Last month brought a rare instance of bipartisanship when Republicans and Democrats agreed to extend a payroll tax cut. Unfortunately, the moment of comity was overshadowed by an unfortunate reality: the proposed legislation is likely to be the last act of cooperation between the two parties before the November election. Given the ideological divide in Congress, the prospects for substantive action in the remaining months of 2012 are remote.
At a time when the country is beginning a fourth straight year of unemployment above 8 percent, Congress will in effect (if not officially) be in recess, thanks to the impending election. In the next few months, the American public may be treated to political hearings or stem-winding speeches on the House floor, but very little will be going on in the way of serious engagement with the pressing social and political issues of the day.
The increasingly drawn-out presidential election process is high on the list of reasons for this state of affairs. With each state jockeying for the lead position in the Republican primary season, this year’s election cycle was pushed back to early January. The long schedule, coupled with a stunning 20 debates, has provided plenty of distraction for cable news addicts. Yet it has also given the impression that the presidential election is just around the corner, when it is in fact eight months away.
The United States, with its sprawling network of state primaries, will never be able to embrace a shortened election season in the style of the United Kingdom and other parliamentary governments. But the current presidential selection process is unsustainable. One hopes that the problems evident this year will press both parties to make significant changes in the nomination system. Reform is not a pipe dream; in 1968 the backroom deals that traditionally engineered the Democratic nomination finally gave way under the weight of public scrutiny. This year could be another such turning point.
The absurd state of the campaign finance system should help to advance the cause of reform. The two Supreme Court decisions commonly referred to as Citizens United have, in short order, upended the presidential election process. Thanks to wealthy individuals with idiosyncratic agendas, candidates have been able to survive far longer than they would have managed otherwise. Money has fueled the rise of individuals who plainly lack the credentials or temperament to be president. Meanwhile, the primary drags on, each candidate waiting for the next infusion of cash. It is not surprising that some of the most sought after Republican contenders chose to opt out of the race.
In this chaotic environment, President Obama could have stood against the influence of money in politics. Instead, his campaign decided to embrace the “super PAC” system, which allows wealthy individuals to funnel millions of dollars to candidates. Campaign staff members explained that they would not “unilaterally disarm” in anticipation of the November election. Yet in light of the legislative paralysis engendered by this marathon of a campaign season, the president and his staff may wish to reconsider their complicity in our dysfunction. The Oval Office is a unique piece of moral high ground.
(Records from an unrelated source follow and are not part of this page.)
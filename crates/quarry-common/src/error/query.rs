//! Query error types.
//!
//! End-of-stream is not represented here: executors signal it with
//! `Ok(None)` from `next`.

use std::fmt;
use thiserror::Error;

use crate::types::RecordId;

/// Error codes for categorizing errors.
///
/// These codes can be used for programmatic error handling and
/// are stable across versions.
#[derive(Debug, Clone, Copy, PartialEq, Eq, Hash)]
#[repr(u16)]
pub enum ErrorCode {
    // General errors (0x0000 - 0x00FF)
    /// Internal error (bug).
    Internal = 0x0001,
    /// Statement or operator shape is not supported.
    Unimplemented = 0x0002,
    /// Invalid argument provided.
    InvalidArgument = 0x0003,
    /// Invalid configuration.
    InvalidConfig = 0x0004,

    // Schema errors (0x0100 - 0x01FF)
    /// Table does not exist.
    SchemaTableNotFound = 0x0100,
    /// Table already exists.
    SchemaTableExists = 0x0101,
    /// Field does not exist.
    SchemaFieldNotFound = 0x0102,
    /// Wrong number of values for a table.
    SchemaFieldMissing = 0x0103,
    /// Value type does not match the field type.
    SchemaFieldTypeMismatch = 0x0104,

    // Record errors (0x0200 - 0x02FF)
    /// Record not found.
    RecordNotFound = 0x0200,
    /// Record bytes could not be decoded.
    RecordCorrupted = 0x0201,

    // Planning errors (0x0300 - 0x03FF)
    /// Rewrite loop did not converge.
    RewriteDiverged = 0x0300,
}

impl ErrorCode {
    /// Returns the numeric code.
    #[inline]
    #[must_use]
    pub const fn as_u16(self) -> u16 {
        self as u16
    }

    /// Returns the error category name.
    #[must_use]
    pub const fn category(&self) -> &'static str {
        match (*self as u16) >> 8 {
            0x00 => "General",
            0x01 => "Schema",
            0x02 => "Record",
            0x03 => "Planning",
            _ => "Unknown",
        }
    }
}

impl fmt::Display for ErrorCode {
    fn fmt(&self, f: &mut fmt::Formatter<'_>) -> fmt::Result {
        write!(f, "{:?}", self)
    }
}

/// The main error type for Quarry.
///
/// # Example
///
/// ```rust
/// use quarry_common::error::{ErrorCode, QuarryError};
///
/// let err = QuarryError::SchemaFieldNotFound {
///     table: "t".to_string(),
///     field: "missing".to_string(),
/// };
/// assert_eq!(err.code(), ErrorCode::SchemaFieldNotFound);
/// ```
#[derive(Debug, Clone, PartialEq, Error)]
pub enum QuarryError {
    // ==========================================================================
    // General Errors
    // ==========================================================================
    /// Internal error - this indicates a bug.
    #[error("internal error: {message}")]
    Internal {
        /// Error message.
        message: String,
    },

    /// Statement or operator shape not supported.
    #[error("unimplemented: {what}")]
    Unimplemented {
        /// What was not supported.
        what: String,
    },

    /// Invalid argument provided.
    #[error("invalid argument: {message}")]
    InvalidArgument {
        /// Error message.
        message: String,
    },

    /// Invalid configuration.
    #[error("invalid configuration: {message}")]
    InvalidConfig {
        /// Error message.
        message: String,
    },

    // ==========================================================================
    // Schema Errors
    // ==========================================================================
    /// Table not found.
    #[error("table '{table}' not found")]
    SchemaTableNotFound {
        /// The missing table.
        table: String,
    },

    /// Table already exists.
    #[error("table '{table}' already exists")]
    SchemaTableExists {
        /// The duplicate table.
        table: String,
    },

    /// Field not found.
    #[error("field '{field}' not found in table '{table}'")]
    SchemaFieldNotFound {
        /// The table name.
        table: String,
        /// The missing field.
        field: String,
    },

    /// Wrong number of values.
    #[error("table '{table}' expects {expected} values, got {actual}")]
    SchemaFieldMissing {
        /// The table name.
        table: String,
        /// Expected value count.
        expected: usize,
        /// Actual value count.
        actual: usize,
    },

    /// Type mismatch.
    #[error("field type mismatch on '{table}.{field}': {message}")]
    SchemaFieldTypeMismatch {
        /// The table name.
        table: String,
        /// The offending field.
        field: String,
        /// Error message.
        message: String,
    },

    // ==========================================================================
    // Record Errors
    // ==========================================================================
    /// Record not found.
    #[error("record {rid} not found")]
    RecordNotFound {
        /// The missing record.
        rid: RecordId,
    },

    /// Record bytes are corrupted.
    #[error("record corrupted: {message}")]
    RecordCorrupted {
        /// Description of the corruption.
        message: String,
    },

    // ==========================================================================
    // Planning Errors
    // ==========================================================================
    /// Rewrite loop hit its iteration cap while rules were still firing.
    #[error("rewrite did not reach a fixpoint after {iterations} iterations")]
    RewriteDiverged {
        /// Number of passes performed.
        iterations: usize,
    },
}

impl QuarryError {
    /// Returns the error code for this error.
    #[must_use]
    pub const fn code(&self) -> ErrorCode {
        match self {
            Self::Internal { .. } => ErrorCode::Internal,
            Self::Unimplemented { .. } => ErrorCode::Unimplemented,
            Self::InvalidArgument { .. } => ErrorCode::InvalidArgument,
            Self::InvalidConfig { .. } => ErrorCode::InvalidConfig,
            Self::SchemaTableNotFound { .. } => ErrorCode::SchemaTableNotFound,
            Self::SchemaTableExists { .. } => ErrorCode::SchemaTableExists,
            Self::SchemaFieldNotFound { .. } => ErrorCode::SchemaFieldNotFound,
            Self::SchemaFieldMissing { .. } => ErrorCode::SchemaFieldMissing,
            Self::SchemaFieldTypeMismatch { .. } => ErrorCode::SchemaFieldTypeMismatch,
            Self::RecordNotFound { .. } => ErrorCode::RecordNotFound,
            Self::RecordCorrupted { .. } => ErrorCode::RecordCorrupted,
            Self::RewriteDiverged { .. } => ErrorCode::RewriteDiverged,
        }
    }

    /// Returns true for the unsupported-shape miss.
    #[must_use]
    pub const fn is_unimplemented(&self) -> bool {
        matches!(self, Self::Unimplemented { .. })
    }

    /// Creates an internal error.
    #[must_use]
    pub fn internal(message: impl Into<String>) -> Self {
        Self::Internal {
            message: message.into(),
        }
    }

    /// Creates an unimplemented error.
    #[must_use]
    pub fn unimplemented(what: impl Into<String>) -> Self {
        Self::Unimplemented { what: what.into() }
    }

    /// Creates an invalid argument error.
    #[must_use]
    pub fn invalid_argument(message: impl Into<String>) -> Self {
        Self::InvalidArgument {
            message: message.into(),
        }
    }

    /// Creates a field-not-found error.
    #[must_use]
    pub fn field_not_found(table: impl Into<String>, field: impl Into<String>) -> Self {
        Self::SchemaFieldNotFound {
            table: table.into(),
            field: field.into(),
        }
    }

    /// Creates a type mismatch error.
    #[must_use]
    pub fn type_mismatch(
        table: impl Into<String>,
        field: impl Into<String>,
        message: impl Into<String>,
    ) -> Self {
        Self::SchemaFieldTypeMismatch {
            table: table.into(),
            field: field.into(),
            message: message.into(),
        }
    }
}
President Obama would have sent a powerful message if he had eschewed super PAC money in an election year.
With the aid of outside money, President Obama may well win a difficult re-election fight. But then what? The Republicans will surely achieve some notable victories. Super PACs could help put the Senate in the hands of the Republicans, ensuring another two years of political division. Even if the Democrats somehow regain control of both houses, they will have a short window to implement their agenda. Pundits now estimate that the party in power has only 100 days to set a legislative course. After that the public’s attention turns to the midterm elections; and before you know it, the media will look toward 2016, when the horse race can begin again.
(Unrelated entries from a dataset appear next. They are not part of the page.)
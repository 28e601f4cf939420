use quarry_common::error::QuarryResult;

use super::PhysicalOperator;
use crate::expr::{Tuple, TupleCellSpec, ValueListTuple};
use crate::storage::Value;
use crate::trx::ExecContext;

/// Header of the single explain output column.
pub const EXPLAIN_COLUMN: &str = "Query Plan";

/// Describes the child plan as one single-cell tuple.
///
/// The child is never opened or run.
#[derive(Debug)]
pub struct ExplainPhysicalOperator {
    child: Box<PhysicalOperator>,
    emitted: bool,
}

impl ExplainPhysicalOperator {
    /// Creates an explain of `child`.
    pub fn new(child: PhysicalOperator) -> Self {
        Self {
            child: Box::new(child),
            emitted: false,
        }
    }

    /// Returns the explained plan.
    pub fn child(&self) -> &PhysicalOperator {
        &self.child
    }

    pub(crate) fn open(&mut self, _ctx: &mut ExecContext<'_>) -> QuarryResult<()> {
        self.emitted = false;
        Ok(())
    }

    pub(crate) fn next(&mut self, _ctx: &mut ExecContext<'_>) -> QuarryResult<Option<Tuple>> {
        if self.emitted {
            return Ok(None);
        }
        self.emitted = true;

        let plan = self.child.format_tree();
        Ok(Some(Tuple::ValueList(ValueListTuple::new(
            vec![TupleCellSpec::unqualified(EXPLAIN_COLUMN)],
            vec![Value::Chars(plan)],
        ))))
    }

    pub(crate) fn close(&mut self, _ctx: &mut ExecContext<'_>) -> QuarryResult<()> {
        Ok(())
    }
}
As long as the nation is in permanent campaign mode, the promise of legislative progress will remain faint. Reform should focus on two fronts. Shortening the primary season by sponsoring rotating regional primaries is one proposal worth serious consideration. The fewer state contests, the less likely that super PACs can make mischief. Meanwhile, Congress should enact additional disclosure laws to make it clear who is donating to super PACs. Other, more unorthodox finance reforms should also be discussed, like Max Frankel’s proposal (The New York Review of Books, 2/9) that would require a candidate to purchase equal time for an opponent when buying a television ad. Creative thinking and close attention will be required to combat the influence of money in politics and mend our flawed electoral system.